I then photocopied and posted my letter (from the Harvard Law Record) on bulletin boards on the grounds of Harvard Law School. In response, I received an anonymous telephone call in which I was accused of "visually and emotionally assaulting" women.
I guess I was lucky I was studying at Harvard, rather than UMBC.
If I were at UMBC, maybe the caller would have accused me of "emotional harassment." And I would have been embroiled in disciplinary proceedings for that ridiculous "offense."
But fortunately, Harvard did not have a similarly broad harassment policy in force (moreover, its draft harassment guidelines at the time exempted speech from its reach if the speech was "reasonably" related to speech on matters of public concern), so I was not in danger of discipline by the campus administration.
More importantly, even abortion was nominally illegal except for the life or health of the mother, there were a surprising large number of therapeutic abortions. Oregon, for example, which had a very restrictive abortion law, had 199 abortions per 1,000 live births in 1970. Pretty clearly, elective abortions were available, even if they weren't as common as they became after Roe v. Wade.
There are a lot of people who think that Roe v. Wade was like a light switch.
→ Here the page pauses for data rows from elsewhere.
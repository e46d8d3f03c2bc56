//! Package-manager lifecycle boundary.
//!
//! Host tools (Composer scripts, npm hooks, CI steps) call in after installing
//! or updating the package. Whatever shape their event has, it is reduced to a
//! [`SyncRequest`] before the core is involved, and the sync always runs in
//! preserve mode. Failures are logged and swallowed so the host's own install
//! keeps going.

use crate::error::{Result, SyncError};
use crate::fs::Fs;
use crate::paths;
use crate::report::UpgradeReport;
use crate::source::SourceSpec;
use crate::upgrade;
use serde::Deserialize;
use std::fmt;
use std::path::PathBuf;
use std::str::FromStr;

#[derive(Debug, Clone, Copy, PartialEq, Eq)]
pub enum LifecycleEvent {
    Install,
    Update,
}

impl FromStr for LifecycleEvent {
    type Err = String;

    fn from_str(s: &str) -> std::result::Result<Self, Self::Err> {
        match s {
            "install" | "post-install-cmd" | "post-package-install" => Ok(LifecycleEvent::Install),
            "update" | "post-update-cmd" | "post-package-update" => Ok(LifecycleEvent::Update),
            other => Err(format!("unsupported lifecycle event: {other}")),
        }
    }
}

impl fmt::Display for LifecycleEvent {
    fn fmt(&self, f: &mut fmt::Formatter<'_>) -> fmt::Result {
        match self {
            LifecycleEvent::Install => f.write_str("install"),
            LifecycleEvent::Update => f.write_str("update"),
        }
    }
}

/// The only thing the core needs from a host event.
#[derive(Debug, Clone, PartialEq, Eq)]
pub struct SyncRequest {
    pub source: SourceSpec,
    pub target_root: PathBuf,
}

impl SyncRequest {
    pub fn for_project(source: SourceSpec, project_root: &std::path::Path) -> Self {
        Self {
            source,
            target_root: paths::target_root(project_root),
        }
    }
}

#[derive(Debug, Deserialize)]
struct EventPayload {
    #[serde(alias = "name", alias = "event_name")]
    event: String,
    #[serde(default)]
    package: Option<PackagePayload>,
    #[serde(alias = "root", alias = "projectRoot")]
    project_root: PathBuf,
}

#[derive(Debug, Deserialize)]
struct PackagePayload {
    #[serde(alias = "installPath", alias = "path")]
    install_path: PathBuf,
}

/// Reduce a JSON host event to `(event, request)`.
///
/// The payload needs an event name and a project root; `package.install_path`
/// is optional and points at an installed package whose `components/`
/// directory is the source. Without it the bundled tree is used.
pub fn parse_event(json: &str) -> Result<(LifecycleEvent, SyncRequest)> {
    let payload: EventPayload =
        serde_json::from_str(json).map_err(|e| SyncError::InvalidEvent(e.to_string()))?;
    let event = payload
        .event
        .parse::<LifecycleEvent>()
        .map_err(SyncError::InvalidEvent)?;
    let source = match payload.package {
        Some(pkg) => SourceSpec::Dir(pkg.install_path.join(paths::COMPONENTS_DIR)),
        None => SourceSpec::Bundled,
    };
    Ok((event, SyncRequest::for_project(source, &payload.project_root)))
}

#[derive(Debug)]
pub enum HookOutcome {
    Synced(UpgradeReport),
    /// The sync failed; the message has already been logged as a warning.
    Degraded(String),
}

impl HookOutcome {
    pub fn is_synced(&self) -> bool {
        matches!(self, HookOutcome::Synced(_))
    }
}

/// Run a preserve-mode sync for a lifecycle event. Never fails.
pub fn on_lifecycle_event(event: LifecycleEvent, request: &SyncRequest, fs: &dyn Fs) -> HookOutcome {
    let result = request
        .source
        .load()
        .and_then(|source| upgrade::install(&source, &request.target_root, fs));

    match result {
        Ok(report) => {
            tracing::debug!(
                %event,
                target = %request.target_root.display(),
                created = report.created,
                skipped = report.skipped,
                "components synced"
            );
            HookOutcome::Synced(report)
        }
        Err(err) => {
            let mut message = format!("component sync skipped after {event}: {err}");
            if let Some(hint) = err.hint() {
                message.push_str(&format!(" ({hint})"));
            }
            tracing::warn!(%event, target = %request.target_root.display(), "{message}");
            HookOutcome::Degraded(message)
        }
    }
}
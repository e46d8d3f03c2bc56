use crate::backup::{self, BackupSnapshot};
use crate::error::{Result, SyncError};
use crate::fs::Fs;
use crate::merge;
use crate::plan::{plan, SyncMode};
use crate::report::UpgradeReport;
use crate::source::ComponentSourceTree;
use chrono::{DateTime, Utc};
use std::path::Path;

/// Non-destructive sync: create what is missing, skip everything else.
/// Never takes a backup and never overwrites.
pub fn install(source: &ComponentSourceTree, target_root: &Path, fs: &dyn Fs) -> Result<UpgradeReport> {
    let plan = plan(source, target_root, SyncMode::Preserve, fs);
    merge::execute(&plan, source, fs)
}

/// Forced sync: back up every file about to be overwritten, then overwrite.
pub fn upgrade(source: &ComponentSourceTree, target_root: &Path, fs: &dyn Fs) -> Result<UpgradeReport> {
    upgrade_at(source, target_root, fs, Utc::now())
}

/// [`upgrade`] with an explicit backup timestamp.
pub fn upgrade_at(
    source: &ComponentSourceTree,
    target_root: &Path,
    fs: &dyn Fs,
    now: DateTime<Utc>,
) -> Result<UpgradeReport> {
    let plan = plan(source, target_root, SyncMode::Force, fs);

    // The snapshot must be complete before the first overwrite.
    let snapshot: Option<BackupSnapshot> = if plan.has_overwrites() {
        Some(backup::snapshot(fs, target_root, plan.overwrites(), now)?)
    } else {
        tracing::debug!(target = %target_root.display(), "nothing to overwrite, no backup taken");
        None
    };
    let backup_path = snapshot.map(|s| s.path);

    match merge::execute(&plan, source, fs) {
        Ok(mut report) => {
            report.backup = backup_path;
            Ok(report)
        }
        Err(mut err) => {
            if let SyncError::PartialExecution { report, .. } = &mut err {
                report.backup = backup_path;
            }
            Err(err)
        }
    }
}
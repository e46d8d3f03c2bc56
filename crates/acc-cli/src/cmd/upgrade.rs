use super::{category_rows, CATEGORY_HEADERS};
use crate::output::{print_json, print_table};
use acc_core::plan::{plan, SyncMode};
use acc_core::{fs::DiskFs, paths, upgrade, SourceSpec};
use anyhow::Context;
use std::path::Path;

/// `acc upgrade`: back up and overwrite every bundled component.
pub fn run(root: &Path, source: &SourceSpec, dry_run: bool, json: bool) -> anyhow::Result<()> {
    let target = paths::target_root(root);
    let tree = source.load().context("failed to load components")?;

    if dry_run {
        let plan = plan(&tree, &target, SyncMode::Force, &DiskFs);
        if json {
            return print_json(&plan);
        }
        println!(
            "Upgrade plan for {}: {} files from {} (nothing written)",
            target.display(),
            tree.len(),
            tree.root().display()
        );
        let rows = plan
            .entries
            .iter()
            .map(|e| vec![e.action.to_string(), e.path.display().to_string()])
            .collect();
        print_table(&["ACTION", "PATH"], rows);
        if plan.has_overwrites() {
            println!("\nA backup of the overwritten files would be taken first.");
        }
        return Ok(());
    }

    let report = upgrade::upgrade(&tree, &target, &DiskFs)
        .with_context(|| format!("failed to upgrade components in {}", target.display()))?;

    if json {
        return print_json(&report);
    }

    println!("Upgraded components in: {}", target.display());
    match &report.backup {
        Some(backup) => println!("  backup: {}", backup.display()),
        None => println!("  backup: none (no existing files were overwritten)"),
    }
    println!();
    print_table(&CATEGORY_HEADERS, category_rows(&report));
    println!(
        "\n{} files from {}: {} created, {} overwritten.",
        report.total(),
        tree.root().display(),
        report.created,
        report.overwritten
    );
    Ok(())
}
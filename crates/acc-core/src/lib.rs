pub mod backup;
pub mod bundle;
pub mod error;
pub mod fs;
pub mod hook;
pub mod io;
pub mod merge;
pub mod paths;
pub mod plan;
pub mod report;
pub mod source;
pub mod upgrade;

pub use error::{Result, SyncError};
pub use plan::{Action, CopyPlan, SyncMode};
pub use report::UpgradeReport;
pub use source::{ComponentSourceTree, SourceSpec};
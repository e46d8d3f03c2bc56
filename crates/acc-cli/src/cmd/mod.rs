pub mod backups;
pub mod hook;
pub mod install;
pub mod upgrade;

use acc_core::report::{Category, UpgradeReport};

/// One row per category that had any activity, in display order.
pub(crate) fn category_rows(report: &UpgradeReport) -> Vec<Vec<String>> {
    [
        Category::Commands,
        Category::Agents,
        Category::Skills,
        Category::Other,
    ]
    .into_iter()
    .filter_map(|cat| {
        let counts = report.by_category.get(&cat)?;
        Some(vec![
            cat.to_string(),
            counts.created.to_string(),
            counts.overwritten.to_string(),
            counts.skipped.to_string(),
        ])
    })
    .collect()
}

pub(crate) const CATEGORY_HEADERS: [&str; 4] = ["CATEGORY", "CREATED", "OVERWRITTEN", "SKIPPED"];
use crate::bundle;
use crate::error::{Result, SyncError};
use crate::paths;
use std::collections::BTreeMap;
use std::io;
use std::path::{Path, PathBuf};
use walkdir::WalkDir;

/// Immutable snapshot of a component tree: relative path → bytes.
///
/// Captured once before planning so that the plan and its execution see the
/// same content even if the directory it came from changes mid-run.
#[derive(Debug, Clone, PartialEq, Eq)]
pub struct ComponentSourceTree {
    root: PathBuf,
    files: BTreeMap<PathBuf, Vec<u8>>,
}

impl ComponentSourceTree {
    /// Snapshot every file under `root`. Symlinks are followed and their
    /// resolved content is captured.
    pub fn load(root: &Path) -> Result<Self> {
        if !root.is_dir() {
            return Err(SyncError::SourceUnavailable {
                path: root.to_path_buf(),
                source: io::Error::new(io::ErrorKind::NotFound, "not a directory"),
            });
        }

        let mut files = BTreeMap::new();
        for entry in WalkDir::new(root).follow_links(true) {
            let entry = entry.map_err(|e| {
                let path = e.path().unwrap_or(root).to_path_buf();
                SyncError::SourceUnavailable {
                    path,
                    source: e.into(),
                }
            })?;
            if !entry.file_type().is_file() {
                continue;
            }
            let rel = entry
                .path()
                .strip_prefix(root)
                .map_err(|_| SyncError::InvalidSourcePath(entry.path().to_path_buf()))?;
            let data = std::fs::read(entry.path()).map_err(|source| {
                SyncError::SourceUnavailable {
                    path: entry.path().to_path_buf(),
                    source,
                }
            })?;
            files.insert(rel.to_path_buf(), data);
        }

        tracing::debug!(root = %root.display(), files = files.len(), "loaded component source");
        Ok(Self {
            root: root.to_path_buf(),
            files,
        })
    }

    /// Build a snapshot from in-memory entries. `root` is only a label.
    pub fn from_entries<I, P, D>(root: impl Into<PathBuf>, entries: I) -> Result<Self>
    where
        I: IntoIterator<Item = (P, D)>,
        P: AsRef<Path>,
        D: Into<Vec<u8>>,
    {
        let mut files = BTreeMap::new();
        for (path, data) in entries {
            let path = path.as_ref();
            paths::validate_relative(path)?;
            files.insert(paths::normalize_relative(path), data.into());
        }
        Ok(Self {
            root: root.into(),
            files,
        })
    }

    /// The component tree compiled into this binary.
    pub fn bundled() -> Result<Self> {
        Self::from_entries(bundle::BUNDLE_LABEL, bundle::files())
    }

    pub fn root(&self) -> &Path {
        &self.root
    }

    pub fn get(&self, rel: &Path) -> Option<&[u8]> {
        self.files.get(rel).map(Vec::as_slice)
    }

    /// Relative paths in sorted order.
    pub fn paths(&self) -> impl Iterator<Item = &Path> {
        self.files.keys().map(PathBuf::as_path)
    }

    pub fn len(&self) -> usize {
        self.files.len()
    }

    pub fn is_empty(&self) -> bool {
        self.files.is_empty()
    }
}

/// Where a sync reads its components from.
#[derive(Debug, Clone, PartialEq, Eq)]
pub enum SourceSpec {
    /// A component tree on disk.
    Dir(PathBuf),
    /// The tree embedded in the binary.
    Bundled,
}

impl SourceSpec {
    pub fn load(&self) -> Result<ComponentSourceTree> {
        match self {
            SourceSpec::Dir(dir) => ComponentSourceTree::load(dir),
            SourceSpec::Bundled => ComponentSourceTree::bundled(),
        }
    }
}

#[cfg(test)]
mod tests {
    use super::*;
    use tempfile::TempDir;

    #[test]
    fn load_captures_nested_files() {
        let dir = TempDir::new().unwrap();
        let root = dir.path();
        std::fs::create_dir_all(root.join("commands")).unwrap();
        std::fs::create_dir_all(root.join("skills/testing/references")).unwrap();
        std::fs::create_dir_all(root.join("agents/empty")).unwrap();
        std::fs::write(root.join("commands/acc-commit.md"), "commit").unwrap();
        std::fs::write(root.join("skills/testing/SKILL.md"), "skill").unwrap();
        std::fs::write(root.join("skills/testing/references/a.md"), "ref").unwrap();

        let tree = ComponentSourceTree::load(root).unwrap();
        let paths: Vec<&Path> = tree.paths().collect();
        assert_eq!(
            paths,
            vec![
                Path::new("commands/acc-commit.md"),
                Path::new("skills/testing/SKILL.md"),
                Path::new("skills/testing/references/a.md"),
            ]
        );
        assert_eq!(tree.get(Path::new("commands/acc-commit.md")), Some(&b"commit"[..]));
    }

    #[test]
    fn load_missing_root_is_unavailable() {
        let dir = TempDir::new().unwrap();
        let err = ComponentSourceTree::load(&dir.path().join("nope")).unwrap_err();
        assert!(matches!(err, SyncError::SourceUnavailable { .. }));
    }

    #[cfg(unix)]
    #[test]
    fn load_follows_symlinks() {
        let dir = TempDir::new().unwrap();
        let root = dir.path().join("src");
        std::fs::create_dir_all(root.join("commands")).unwrap();
        std::fs::write(dir.path().join("real.md"), "resolved").unwrap();
        std::os::unix::fs::symlink(dir.path().join("real.md"), root.join("commands/link.md"))
            .unwrap();

        let tree = ComponentSourceTree::load(&root).unwrap();
        assert_eq!(tree.get(Path::new("commands/link.md")), Some(&b"resolved"[..]));
    }

    #[test]
    fn from_entries_rejects_escaping_paths() {
        let err = ComponentSourceTree::from_entries("mem", [("../x.md", "x")]).unwrap_err();
        assert!(matches!(err, SyncError::InvalidSourcePath(_)));
    }

    #[test]
    fn bundled_tree_ships_every_category() {
        let tree = ComponentSourceTree::bundled().unwrap();
        assert!(!tree.is_empty());
        for prefix in ["commands", "agents", "skills"] {
            assert!(
                tree.paths().any(|p| p.starts_with(prefix)),
                "bundle has no {prefix}"
            );
        }
    }
}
Some think that there were almost no abortions performed by doctors before; this wasn't the case.
Some think that there were huge numbers of back-alley abortions performed before Roe v. Wade. There certainly were such abortions, but they weren't on anywhere near the scale of today.
What really irritates me is the self-righteous tone of those who think that every person who opposes abortion as birth control also opposes contraception. This is simply not the case.